In the beginning
Speech-generating devices have been around since the late 1970s. For decades, these devices were expensive, and were mostly used for communication, and not for language development. As a result, they were mostly only used by adults and teenagers who had already acquired language. At first, most of the voices available then were American and male, which didn’t represent the diversity of Augmented and Alternative Communication (AAC) users. Female voices, as well as other accents and languages, only came along later.
The development of low-cost AAC solutions like Proloquo2Go in 2009 paved the way for lowering the barriers for AAC use.
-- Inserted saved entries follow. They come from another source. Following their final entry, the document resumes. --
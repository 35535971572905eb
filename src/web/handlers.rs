//! HTTP request handlers.

use super::render::render_dashboard;
use super::view::DashboardView;
use super::AppState;

use axum::{
    extract::{Path, Query, State},
    http::{header, StatusCode},
    response::{Html, IntoResponse, Json},
};
use rust_embed::RustEmbed;
use serde::Deserialize;
use serde_json::json;

#[derive(RustEmbed)]
#[folder = "assets/"]
struct Assets;

#[derive(Debug, Default, Deserialize)]
pub struct DashboardQuery {
    #[serde(default)]
    pub platform: Option<String>,
}

impl DashboardQuery {
    fn selected(&self) -> Option<&str> {
        self.platform.as_deref().filter(|id| !id.is_empty())
    }
}

// ============================================================================
// Dashboard
// ============================================================================

pub async fn handle_dashboard(
    State(state): State<AppState>,
    Query(query): Query<DashboardQuery>,
) -> impl IntoResponse {
    let snapshot = state.feed.snapshot().await;
    let view = DashboardView::build(&snapshot, query.selected());

    Html(render_dashboard(&view))
}

// ============================================================================
// API
// ============================================================================

pub async fn handle_summary(
    State(state): State<AppState>,
    Query(query): Query<DashboardQuery>,
) -> impl IntoResponse {
    let snapshot = state.feed.snapshot().await;
    let view = DashboardView::build(&snapshot, query.selected());

    Json(view).into_response()
}

pub async fn handle_platform(
    State(state): State<AppState>,
    Path(id): Path<String>,
) -> impl IntoResponse {
    let snapshot = state.feed.snapshot().await;
    let view = DashboardView::build(&snapshot, Some(&id));

    match view.selected {
        Some(detail) => Json(detail).into_response(),
        None => (StatusCode::NOT_FOUND, "Platform not found").into_response(),
    }
}

pub async fn handle_refresh(State(state): State<AppState>) -> impl IntoResponse {
    tracing::info!("Manual refresh requested");
    state.refresher.trigger().await;

    (StatusCode::ACCEPTED, Json(json!({"status": "refreshing"})))
}

pub async fn handle_healthz() -> impl IntoResponse {
    Json(json!({"status": "ok"}))
}

// ============================================================================
// Static Assets
// ============================================================================

pub async fn handle_asset(Path(path): Path<String>) -> impl IntoResponse {
    match Assets::get(&path) {
        Some(file) => {
            let mime = mime_guess::from_path(&path).first_or_octet_stream();
            (
                [(header::CONTENT_TYPE, mime.as_ref().to_string())],
                file.data.into_owned(),
            )
                .into_response()
        }
        None => (StatusCode::NOT_FOUND, "Asset not found").into_response(),
    }
}

pub async fn handle_favicon() -> impl IntoResponse {
    let svg = r##"<svg xmlns="http://www.w3.org/2000/svg" viewBox="0 0 100 100">
        <circle cx="50" cy="50" r="45" fill="#1f7a4d"/>
        <path d="M25 52 L42 68 L75 34" stroke="white" stroke-width="8" fill="none"/>
    </svg>"##;

    ([(header::CONTENT_TYPE, "image/svg+xml")], svg)
}
//! statusboard - platform status dashboard
//!
//! Polls the status backend for platforms, checks, results and messages, and
//! serves a rolled-up health view over HTTP.

mod config;
mod feed;
mod status;
mod web;

use config::ServerConfig;
use feed::{ApiClient, Feed, Refresher};
use web::Server;

use std::sync::Arc;
use tracing_subscriber::{layer::SubscriberExt, util::SubscriberInitExt};

#[tokio::main]
async fn main() -> Result<(), Box<dyn std::error::Error + Send + Sync>> {
    // Initialize logging
    tracing_subscriber::registry()
        .with(tracing_subscriber::fmt::layer())
        .with(tracing_subscriber::EnvFilter::from_default_env()
            .add_directive("statusboard=info".parse()?))
        .init();

    // Load configuration
    let cfg = ServerConfig::load();
    tracing::info!("Starting statusboard on port {}...", cfg.http_port);
    tracing::info!("Using status API at {}", cfg.api_base_url);

    let client = Arc::new(ApiClient::new(&cfg.api_base_url, cfg.request_timeout())?);
    let feed = Arc::new(Feed::new());

    // Start refresher
    let refresher = Arc::new(Refresher::new(feed.clone(), client, cfg.refresh_interval()));
    refresher.start().await;

    // Start web server
    let server = Server::new(cfg, feed, refresher);
    server.start().await?;

    Ok(())
}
Now, this innovative technology was available to people for whom it might have been considered a risky investment before - for example, a child who still needed to develop language skills before they could start to communicate.
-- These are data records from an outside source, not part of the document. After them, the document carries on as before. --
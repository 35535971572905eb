//! Global dashboard rollup.

use serde::{Deserialize, Serialize};
use std::collections::BTreeMap;

use super::models::{StatusCheck, StatusResult};
use super::platforms::{latest_timestamp, PlatformSummary};
use super::staleness::is_stale;
use super::state::{pick_worse_state, DashboardState, HealthState};

/// Lifecycle of the fetched input collections.
#[derive(Debug, Clone, Copy, PartialEq, Eq, Serialize, Deserialize)]
#[serde(rename_all = "lowercase")]
pub enum DataState {
    Loading,
    Error,
    Ready,
}

#[derive(Debug, Clone, PartialEq, Eq, Serialize)]
#[serde(rename_all = "camelCase")]
pub struct DashboardSummary {
    pub state: DashboardState,
    /// Platforms per state. Empty when the summary is gated or there is
    /// nothing to count.
    pub counts: BTreeMap<HealthState, usize>,
    pub platform_count: usize,
    pub stale_checks: usize,
    pub last_updated: Option<String>,
}

impl DashboardSummary {
    fn zeroed(state: DashboardState) -> Self {
        Self {
            state,
            counts: BTreeMap::new(),
            platform_count: 0,
            stale_checks: 0,
            last_updated: None,
        }
    }

    pub fn count(&self, state: HealthState) -> usize {
        self.counts.get(&state).copied().unwrap_or(0)
    }
}

/// Fold platform summaries and raw signals into the global summary.
///
/// `Loading` and `Error` short-circuit before any input is inspected.
pub fn build_dashboard_summary(
    platform_summaries: &[PlatformSummary],
    checks: &[StatusCheck],
    results: &[StatusResult],
    data_state: DataState,
) -> DashboardSummary {
    match data_state {
        DataState::Loading => return DashboardSummary::zeroed(DashboardState::Loading),
        DataState::Error => return DashboardSummary::zeroed(DashboardState::Error),
        DataState::Ready => {}
    }

    if platform_summaries.is_empty() {
        return DashboardSummary::zeroed(DashboardState::Empty);
    }

    let mut counts: BTreeMap<HealthState, usize> =
        HealthState::ALL.iter().map(|&s| (s, 0)).collect();
    let mut worst = HealthState::Healthy;

    for summary in platform_summaries {
        *counts.entry(summary.state).or_insert(0) += 1;
        worst = pick_worse_state(worst, summary.state);
    }

    let platforms_updated =
        latest_timestamp(platform_summaries.iter().map(|s| s.last_checked_at.as_deref()));
    let results_updated = latest_timestamp(results.iter().map(|r| r.created_at.as_deref()));
    let last_updated = latest_timestamp([platforms_updated, results_updated]).map(str::to_string);

    DashboardSummary {
        state: worst.into(),
        counts,
        platform_count: platform_summaries.len(),
        stale_checks: checks.iter().filter(|c| is_stale(c)).count(),
        last_updated,
    }
}

/// One headline number on the dashboard.
#[derive(Debug, Clone, PartialEq, Eq, Serialize)]
pub struct SummaryMetric {
    pub label: &'static str,
    pub value: usize,
}

/// Headline numbers for a summary. None while loading or on error.
pub fn summary_metrics(summary: &DashboardSummary) -> Vec<SummaryMetric> {
    if summary.state.is_gated() {
        return Vec::new();
    }

    let attention = summary.count(HealthState::Degraded) + summary.count(HealthState::Critical);
    vec![
        SummaryMetric { label: "Healthy", value: summary.count(HealthState::Healthy) },
        SummaryMetric { label: "Attention", value: attention },
        SummaryMetric { label: "Stale signals", value: summary.stale_checks },
        SummaryMetric { label: "Unknown", value: summary.count(HealthState::Unknown) },
    ]
}

#[cfg(test)]
mod tests {
    use super::*;
    use crate::status::models::{Minutes, Platform};
    use crate::status::platforms::build_platform_summaries;

    fn platform(id: &str) -> Platform {
        Platform {
            id: id.to_string(),
            name: id.to_uppercase(),
            ..Default::default()
        }
    }

    fn check(id: &str, platform_id: &str, state: &str) -> StatusCheck {
        StatusCheck {
            id: id.to_string(),
            platform_id: platform_id.to_string(),
            name: id.to_string(),
            state: Some(state.to_string()),
            ..Default::default()
        }
    }

    fn stale(mut check: StatusCheck) -> StatusCheck {
        check.freshness_minutes = Some(Minutes::from(45));
        check.sla_minutes = Some(Minutes::from(30));
        check
    }

    fn result(platform_id: &str, state: &str, created_at: &str) -> StatusResult {
        StatusResult {
            id: format!("r-{}", platform_id),
            platform_id: platform_id.to_string(),
            state: Some(state.to_string()),
            created_at: Some(created_at.to_string()),
        }
    }

    #[test]
    fn test_loading_gate_ignores_inputs() {
        let expected = DashboardSummary {
            state: DashboardState::Loading,
            counts: BTreeMap::new(),
            platform_count: 0,
            stale_checks: 0,
            last_updated: None,
        };
        assert_eq!(build_dashboard_summary(&[], &[], &[], DataState::Loading), expected);

        let summaries = build_platform_summaries(&[platform("p1")], &[], &[]);
        let checks = vec![stale(check("c1", "p1", "ok"))];
        let results = vec![result("p1", "down", "2024-01-01")];
        assert_eq!(
            build_dashboard_summary(&summaries, &checks, &results, DataState::Loading),
            expected
        );
    }

    #[test]
    fn test_error_gate() {
        let summaries = build_platform_summaries(&[platform("p1")], &[], &[]);
        let summary = build_dashboard_summary(&summaries, &[], &[], DataState::Error);
        assert_eq!(summary.state, DashboardState::Error);
        assert!(summary.counts.is_empty());
        assert_eq!(summary.platform_count, 0);
        assert_eq!(summary.last_updated, None);
    }

    #[test]
    fn test_empty_when_no_platforms() {
        let checks = vec![stale(check("c1", "orphan", "ok"))];
        let summary = build_dashboard_summary(&[], &checks, &[], DataState::Ready);
        assert_eq!(summary.state, DashboardState::Empty);
        assert_eq!(summary.stale_checks, 0);
        assert!(summary.counts.is_empty());
    }

    #[test]
    fn test_counts_and_worst_state() {
        let platforms = vec![platform("a"), platform("b"), platform("c"), platform("d")];
        let checks = vec![
            check("c1", "a", "ok"),
            check("c2", "b", "warning"),
            stale(check("c3", "c", "ok")),
            stale(check("c4", "orphan", "ok")),
        ];
        let summaries = build_platform_summaries(&platforms, &checks, &[]);
        let summary = build_dashboard_summary(&summaries, &checks, &[], DataState::Ready);

        assert_eq!(summary.state, DashboardState::Degraded);
        assert_eq!(summary.platform_count, 4);
        assert_eq!(summary.count(HealthState::Healthy), 1);
        assert_eq!(summary.count(HealthState::Degraded), 1);
        assert_eq!(summary.count(HealthState::Stale), 1);
        assert_eq!(summary.count(HealthState::Unknown), 1);
        assert_eq!(summary.count(HealthState::Critical), 0);
        assert_eq!(summary.counts.len(), 5);
        // Recounted from raw checks, including ones without a platform
        assert_eq!(summary.stale_checks, 2);
    }

    #[test]
    fn test_last_updated_includes_all_results() {
        let mut p = platform("a");
        p.updated_at = Some("2024-03-01T00:00:00Z".to_string());
        let summaries = build_platform_summaries(&[p], &[], &[]);

        let results = vec![result("other", "ok", "2024-03-02T00:00:00Z")];
        let summary = build_dashboard_summary(&summaries, &[], &results, DataState::Ready);
        assert_eq!(summary.last_updated.as_deref(), Some("2024-03-02T00:00:00Z"));

        let summary = build_dashboard_summary(&summaries, &[], &[], DataState::Ready);
        assert_eq!(summary.last_updated.as_deref(), Some("2024-03-01T00:00:00Z"));
    }

    #[test]
    fn test_counts_json_shape() {
        let summaries = build_platform_summaries(&[platform("a")], &[check("c1", "a", "green")], &[]);
        let summary = build_dashboard_summary(&summaries, &[], &[], DataState::Ready);
        let json = serde_json::to_string(&summary).unwrap();
        assert_eq!(
            json,
            r#"{"state":"healthy","counts":{"healthy":1,"degraded":0,"critical":0,"stale":0,"unknown":0},"platformCount":1,"staleChecks":0,"lastUpdated":null}"#
        );

        let gated = build_dashboard_summary(&[], &[], &[], DataState::Loading);
        let json = serde_json::to_value(&gated).unwrap();
        assert_eq!(json["counts"], serde_json::json!({}));
    }

    #[test]
    fn test_summary_metrics() {
        let platforms = vec![platform("a"), platform("b"), platform("c")];
        let checks = vec![check("c1", "a", "down"), check("c2", "b", "yellow"), check("c3", "c", "ok")];
        let summaries = build_platform_summaries(&platforms, &checks, &[]);
        let summary = build_dashboard_summary(&summaries, &checks, &[], DataState::Ready);

        let metrics = summary_metrics(&summary);
        assert_eq!(
            metrics,
            vec![
                SummaryMetric { label: "Healthy", value: 1 },
                SummaryMetric { label: "Attention", value: 2 },
                SummaryMetric { label: "Stale signals", value: 0 },
                SummaryMetric { label: "Unknown", value: 0 },
            ]
        );

        let loading = build_dashboard_summary(&[], &[], &[], DataState::Loading);
        assert!(summary_metrics(&loading).is_empty());

        let empty = build_dashboard_summary(&[], &[], &[], DataState::Ready);
        assert_eq!(summary_metrics(&empty).len(), 4);
    }

    #[test]
    fn test_pipeline_is_idempotent() {
        let platforms = vec![platform("a"), platform("b")];
        let checks = vec![check("c1", "a", "ok"), stale(check("c2", "b", "warning"))];
        let results = vec![result("b", "down", "2024-05-01")];

        let run = || {
            let summaries = build_platform_summaries(&platforms, &checks, &results);
            let dashboard = build_dashboard_summary(&summaries, &checks, &results, DataState::Ready);
            (
                serde_json::to_string(&summaries).unwrap(),
                serde_json::to_string(&dashboard).unwrap(),
            )
        };

        assert_eq!(run(), run());
    }
}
Even though this technology was now available for a wider audience, this still did not address the nearly half of AAC users under the age of 12. With no genuine children’s voices yet available, users made do adult voices or artificially modified voices with raised tones that sounded like they had inhaled helium. This meant that most young AAC users had to speak in a voice they could not identify with and which seemed unnatural or implausible to their communication partners.
Taking on the challenge
Based on requests from users, and our knowledge of the AAC world, we decided to start offering our young users the best AAC experience possible with genuine children’s voices. Since there were none available, we teamed up with Acapela Group, one of the leading Text to Speech companies, to take on the challenge of creating the first genuine children’s voices for Text to Speech.